Our results show that the deterministic processes dominate the construction of the EBC, and the ratio of deterministic to stochastic processes varies among months, with the relative proportion of deterministic processes gradually increasing and the relative proportion of stochastic processes decreasing. Deterministic processes include selection imposed by environmental filtering and biological interactions, and stochastic processes include diffusion, random birth/death, and drift (Burns et al., 2016; Xue et al., 2018). From July to November, the complexity of the bacterial co-occurrence network increased, indicating that the interaction between species was enhanced (Wu et al., 2019), and that the deterministic process may be gradually enhanced, with the alpha diversity of bacteria also showing an increasing trend. The November EBC has higher biodiversity, higher network complexity, and more stable communities which are less susceptible to random processes (diffusion and drift). These results suggest that deterministic processes may play an important role in maintaining the diversity and function of epiphytic bacteria in aquatic ecosystems. Concurrently, the increase in temperature enhanced the metabolic dynamics and molecular irregular movement of the bacterial community, increasing the randomness of the colonization and extinction of bacterial community members (Ren et al., 2017). The bacterial community may be more affected by randomness in summer, which is consistent with our results. However, (He et al., 2020) showed that random processes played a dominant role in community construction and were significantly correlated with alpha diversity, and random processes may be beneficial for the maintenance of epiphytic bacterial diversity. Therefore, in different lakes, the process of biofilm bacterial community construction of submerged plants may not be consistent and may be related to lake nutrient status, temperature, and even host plants. Subsequently, it is necessary to carry out studies on biofilm bacterial communities in different lakes to clarify the construction mechanism and influencing factors of biofilm bacterial communities.

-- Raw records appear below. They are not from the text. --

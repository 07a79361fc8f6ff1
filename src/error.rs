//! Error types
//!
//! `StorageError` covers the store file and its codec, `QueryError` covers
//! keyword compilation, and `ApiError` is what command execution returns.

use std::path::PathBuf;
use thiserror::Error;

/// Errors raised while reading or writing a store file.
#[derive(Debug, Error)]
pub enum StorageError {
    #[error("I/O error on {path}: {source}")]
    Io {
        path: PathBuf,
        #[source]
        source: std::io::Error,
    },

    #[error("store truncated at offset {offset}: expected {expected} more bytes, found {found}")]
    Truncated {
        offset: u64,
        expected: u64,
        found: u64,
    },

    #[error("corrupt record at offset {offset}: {reason}")]
    CorruptRecord { offset: u64, reason: String },

    #[error("field {field} of {key} is {len} bytes, limit is {max}")]
    FieldTooLong {
        key: String,
        field: &'static str,
        len: usize,
        max: usize,
    },

    #[error("field {field} of {key} must be empty or exactly {width} bytes of text, got {len}")]
    FieldWidth {
        key: String,
        field: &'static str,
        len: usize,
        width: usize,
    },

    #[error("Invalid path: {0}")]
    InvalidPath(String),
}

impl StorageError {
    pub(crate) fn io(path: impl Into<PathBuf>, source: std::io::Error) -> Self {
        StorageError::Io {
            path: path.into(),
            source,
        }
    }
}

/// Errors raised while compiling a query.
#[derive(Debug, Error)]
pub enum QueryError {
    #[error("size keyword {0:?} is not an unsigned integer")]
    InvalidSize(String),

    #[error("invalid pattern: {0}")]
    InvalidPattern(#[from] regex::Error),
}

/// Command-level errors.
#[derive(Debug, Error)]
pub enum ApiError {
    #[error("Storage error: {0}")]
    StorageError(#[from] StorageError),

    #[error("Query error: {0}")]
    QueryError(#[from] QueryError),

    #[error("Configuration error: {0}")]
    ConfigError(String),

    #[error("Invalid argument: {0}")]
    InvalidArgument(String),

    #[error("I/O error: {0}")]
    Io(#[from] std::io::Error),
}

impl From<config::ConfigError> for ApiError {
    fn from(err: config::ConfigError) -> Self {
        ApiError::ConfigError(err.to_string())
    }
}
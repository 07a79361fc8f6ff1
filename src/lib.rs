//! md5db: File Digest Catalog
//!
//! Catalogs files into a persistent store keyed by `device:path`, recording an
//! MD5 digest, size, and modification time per file, and queries, sorts, and
//! exports that store in parallel.

pub mod alter;
pub mod catalog;
pub mod config;
pub mod digest;
pub mod error;
pub mod export;
pub mod logging;
pub mod query;
pub mod report;
pub mod shell;
pub mod store;
pub mod tooling;
pub mod types;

Co-occurrence networks allow for a more in-depth analysis of ecological processes of microbial community construction, such as neutral processes and species selection (Faust and Raes, 2012; Layeghifard et al., 2017). In this study, random and deterministic processes jointly regulated the dynamic changes in EBC. With the gradual strengthening of the dominant role of deterministic processes, the co-occurrence model had a larger network scale, and the relationship between species became closer. Deterministic processes may be beneficial in shaping the complex co-occurrence patterns of EBC.